— WHAT YOU HAVE TO DO —
Which lines of the records contain "unwrap"? Collect every one of them.

---------- INPUT MATERIAL ----------

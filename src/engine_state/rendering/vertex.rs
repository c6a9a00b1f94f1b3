//! Vertex data structures and layouts for voxel rendering.
//!
//! This module defines the vertex format emitted by the mesher and the matching
//! `wgpu` buffer layout.

use cgmath::{Point3, Vector3};

/// A vertex in the voxel rendering pipeline.
///
/// # Memory Layout
/// - Position: [f32; 3] (12 bytes)
/// - Texture Coordinates: [f32; 2] (8 bytes)
/// - Normal: [f32; 3] (12 bytes)
///
/// Total size: 32 bytes
#[repr(C)]
#[derive(Copy, Clone, Debug, PartialEq, bytemuck::Pod, bytemuck::Zeroable)]
pub struct Vertex {
    /// Position in chunk-local space
    position: [f32; 3],
    /// UV texture coordinates (normalized 0.0-1.0)
    tex_coords: [f32; 2],
    /// Outward unit normal of the face this vertex belongs to
    normal: [f32; 3],
}

impl Vertex {
    /// Creates a new vertex.
    ///
    /// # Arguments
    /// * `pos` - The position of the vertex
    /// * `tex_coords` - U and V texture coordinates
    /// * `normal` - The outward normal of the face
    pub fn new(pos: Point3<f32>, tex_coords: [f32; 2], normal: Vector3<f32>) -> Self {
        Vertex {
            position: pos.into(),
            tex_coords,
            normal: normal.into(),
        }
    }

    /// The position of this vertex.
    pub fn position(&self) -> Point3<f32> {
        self.position.into()
    }

    /// The texture coordinates of this vertex.
    pub fn tex_coords(&self) -> [f32; 2] {
        self.tex_coords
    }

    /// The face normal carried by this vertex.
    pub fn normal(&self) -> Vector3<f32> {
        self.normal.into()
    }

    /// Returns the vertex buffer layout description for the shader pipeline.
    ///
    /// # Shader Attributes
    /// - `location = 0`: position (vec3<f32>)
    /// - `location = 1`: tex_coords (vec2<f32>)
    /// - `location = 2`: normal (vec3<f32>)
    pub fn desc<'a>() -> wgpu::VertexBufferLayout<'a> {
        wgpu::VertexBufferLayout {
            array_stride: std::mem::size_of::<Vertex>() as wgpu::BufferAddress,
            step_mode: wgpu::VertexStepMode::Vertex,
            attributes: &[
                wgpu::VertexAttribute {
                    offset: 0,
                    shader_location: 0,
                    format: wgpu::VertexFormat::Float32x3,
                },
                wgpu::VertexAttribute {
                    offset: std::mem::size_of::<[f32; 3]>() as wgpu::BufferAddress,
                    shader_location: 1,
                    format: wgpu::VertexFormat::Float32x2,
                },
                wgpu::VertexAttribute {
                    offset: std::mem::size_of::<[f32; 5]>() as wgpu::BufferAddress,
                    shader_location: 2,
                    format: wgpu::VertexFormat::Float32x3,
                },
            ],
        }
    }
}

#[cfg(test)]
mod tests {
    use super::*;

    #[test]
    fn layout_matches_struct() {
        assert_eq!(std::mem::size_of::<Vertex>(), 32);
        let layout = Vertex::desc();
        assert_eq!(layout.array_stride, 32);
        assert_eq!(layout.attributes.len(), 3);
        assert_eq!(layout.attributes[2].offset, 20);
    }

    #[test]
    fn casts_to_bytes_in_field_order() {
        let vertex = Vertex::new(
            Point3::new(1.0, 2.0, 3.0),
            [0.0, 1.0],
            Vector3::new(0.0, -1.0, 0.0),
        );
        let floats: &[f32] = bytemuck::cast_slice(std::slice::from_ref(&vertex));
        assert_eq!(floats, &[1.0, 2.0, 3.0, 0.0, 1.0, 0.0, -1.0, 0.0]);
    }
}
//! End-to-end checks of generation, meshing and the mesh lifecycle, driven through the
//! public API with an in-memory renderer.

use voxel_terrain::{
    BlockKind, BlockSide, Chunk, MeshBuilder, MeshState, NoiseSource, RecordingRenderer,
    SimplexNoise, TerrainGenerator, VoxelGrid, World, WorldConfig,
};

fn default_world() -> World {
    World::new(WorldConfig::default()).unwrap()
}

/// Counts visible faces the slow way: every solid block side whose neighbor is not
/// solid, plus one face per water block.
fn brute_force_faces(grid: &VoxelGrid) -> (usize, usize) {
    let mut terrain = 0;
    let mut water = 0;
    for (position, kind) in grid.iter() {
        let (i, j, k) = (position.x as i32, position.y as i32, position.z as i32);
        match kind {
            BlockKind::Water => water += 1,
            BlockKind::Grass => {
                for side in BlockSide::all() {
                    let step = side.offset();
                    if grid.get(i + step.x, j + step.y, k + step.z) != BlockKind::Grass {
                        terrain += 1;
                    }
                }
            }
            _ => {}
        }
    }
    (terrain, water)
}

#[test]
fn origin_column_follows_the_noise() {
    let world = default_world();
    let grid = world.chunk().grid();

    let sample = SimplexNoise::new(0).sample(0.0, 0.0);
    let expected = ((((sample + 1.0) / 2.0) * 16.0).floor() as i32).clamp(0, 15);

    for j in 0..16 {
        let kind = grid.get(0, j, 0);
        if j <= expected {
            assert_eq!(kind, BlockKind::Grass, "y = {j}");
        } else if j == 3 {
            assert_eq!(kind, BlockKind::Water, "y = {j}");
        } else {
            assert_eq!(kind, BlockKind::Empty, "y = {j}");
        }
    }
}

#[test]
fn same_seed_gives_same_world() {
    let a = default_world();
    let b = default_world();
    assert_eq!(a.chunk().grid(), b.chunk().grid());
    assert_eq!(a.chunk().stats(), b.chunk().stats());
    assert_eq!(a.chunk().terrain().vertices(), b.chunk().terrain().vertices());
    assert_eq!(a.chunk().terrain().indices(), b.chunk().terrain().indices());
}

#[test]
fn different_seeds_give_different_terrain() {
    let config = WorldConfig::default();
    let a = TerrainGenerator::new(SimplexNoise::new(1), &config).generate_chunk(0, 0);
    let b = TerrainGenerator::new(SimplexNoise::new(2), &config).generate_chunk(0, 0);
    assert_ne!(a, b);
}

#[test]
fn generated_chunk_matches_brute_force_face_count() {
    let world = default_world();
    let chunk = world.chunk();
    let (terrain, water) = brute_force_faces(chunk.grid());

    assert_eq!(chunk.stats().terrain_faces, terrain);
    assert_eq!(chunk.stats().water_faces, water);
    assert_eq!(chunk.terrain().vertices().len(), terrain * 4);
    assert_eq!(chunk.terrain().indices().len(), terrain * 6);
    assert_eq!(chunk.water().indices().len(), water * 6);
}

#[test]
fn random_grids_match_brute_force_face_count() {
    let mut rng = fastrand::Rng::with_seed(0x5eed);
    for _ in 0..20 {
        let size = rng.usize(1..8);
        let height = rng.usize(1..8);
        let mut grid = VoxelGrid::new(size, height);
        for i in 0..size as i32 {
            for j in 0..height as i32 {
                for k in 0..size as i32 {
                    let kind = match rng.u8(0..10) {
                        0..=4 => BlockKind::Grass,
                        5 => BlockKind::Water,
                        _ => BlockKind::Empty,
                    };
                    grid.set(i, j, k, kind);
                }
            }
        }

        let chunk = Chunk::from_grid(cgmath::Point2::new(0, 0), grid);
        let (terrain, water) = brute_force_faces(chunk.grid());
        assert_eq!(chunk.stats().terrain_faces, terrain, "{size}x{height}");
        assert_eq!(chunk.stats().water_faces, water, "{size}x{height}");
    }
}

#[test]
fn indices_stay_within_their_vertex_buffer() {
    let world = default_world();
    for mesh in [world.chunk().terrain(), world.chunk().water()] {
        let vertex_count = mesh.vertices().len() as u32;
        assert!(mesh.indices().iter().all(|&index| index < vertex_count));
        assert_eq!(mesh.indices().len() % 6, 0);
    }
}

#[test]
fn vertices_stay_within_the_chunk_bounds() {
    let world = default_world();
    for vertex in world.chunk().terrain().vertices() {
        let p = vertex.position();
        for c in [p.x, p.y, p.z] {
            assert!((-0.5..=15.5).contains(&c), "vertex at {p:?}");
        }
    }
}

#[test]
fn out_of_range_queries_are_void() {
    let world = default_world();
    let grid = world.chunk().grid();
    for (i, j, k) in [(-1, 0, 0), (0, -1, 0), (0, 0, -1), (16, 0, 0), (0, 16, 0), (0, 0, 16)] {
        assert_eq!(grid.get(i, j, k), BlockKind::Void);
    }
    assert_eq!(grid.get(i32::MIN, i32::MAX, 0), BlockKind::Void);
}

#[test]
fn world_lifecycle_through_a_renderer() {
    let mut world = default_world();
    let mut renderer = RecordingRenderer::new();

    // Nothing uploaded yet, so nothing is drawn.
    world.render(&mut renderer);
    assert!(renderer.draw_calls().is_empty());

    let terrain_indices = world.chunk().terrain().indices().len() as u32;
    assert!(world.upload(&mut renderer));
    assert_eq!(world.chunk().terrain().state(), MeshState::Uploaded);
    assert!(world.chunk().terrain().vertices().is_empty());

    world.render(&mut renderer);
    let draws = renderer.take_draw_calls();
    assert!(!draws.is_empty());
    assert_eq!(draws[0].index_count, terrain_indices);

    // A second upload has nothing new to send.
    let created = renderer.created_resources();
    assert!(world.upload(&mut renderer));
    assert_eq!(renderer.created_resources(), created);

    world.unload(&mut renderer);
    assert_eq!(renderer.live_resources(), 0);
    world.render(&mut renderer);
    assert!(renderer.draw_calls().is_empty());
}

#[test]
fn rebuild_keeps_counts_and_replaces_the_resource() {
    let mut world = default_world();
    let mut renderer = RecordingRenderer::new();
    let before = world.chunk().stats();
    world.upload(&mut renderer);

    let after = world.chunk_mut().rebuild_mesh(&MeshBuilder::new());
    assert_eq!(before, after);
    assert_eq!(world.chunk().terrain().state(), MeshState::Built);

    // Stale geometry is not drawn until it is uploaded again.
    world.render(&mut renderer);
    assert!(renderer.take_draw_calls().is_empty());

    let live = renderer.live_resources();
    world.upload(&mut renderer);
    assert_eq!(renderer.live_resources(), live);
    world.render(&mut renderer);
    assert!(!renderer.take_draw_calls().is_empty());
    world.unload(&mut renderer);
}

#[test]
fn failed_upload_draws_nothing_and_can_be_retried() {
    let mut world = default_world();
    let mut renderer = RecordingRenderer::new();
    renderer.set_fail_index_upload(true);

    assert!(!world.upload(&mut renderer));
    assert_eq!(renderer.live_resources(), 0);
    world.render(&mut renderer);
    assert!(renderer.draw_calls().is_empty());

    renderer.set_fail_index_upload(false);
    assert!(world.upload(&mut renderer));
    world.render(&mut renderer);
    assert!(!renderer.draw_calls().is_empty());
    world.unload(&mut renderer);
}

#[test]
fn config_file_round_trips_into_a_world() {
    let config = WorldConfig::from_json(r#"{ "seed": 9, "chunk_size": 8, "water_level": null }"#)
        .unwrap();
    let world = World::new(config).unwrap();
    let grid = world.chunk().grid();
    assert_eq!(grid.size(), 8);
    assert_eq!(grid.height(), 16);
    assert_eq!(grid.count(BlockKind::Water), 0);
    // Every column has at least its floor block.
    assert!(grid.count(BlockKind::Grass) >= 8 * 8);
}
//! # Voxel Terrain Entry Point
//!
//! Generates a world and pushes one frame of it through a headless renderer.
//!
//! ## Usage
//!
//! ```bash
//! cargo run --release -- [config.json]
//! ```

fn main() {
    if let Err(err) = voxel_terrain::run() {
        log::error!("{err}");
        std::process::exit(1);
    }
}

----------

— RESPONSE —
    World::new(WorldConfig::default()).unwrap()
        .unwrap();
    let world = World::new(config).unwrap();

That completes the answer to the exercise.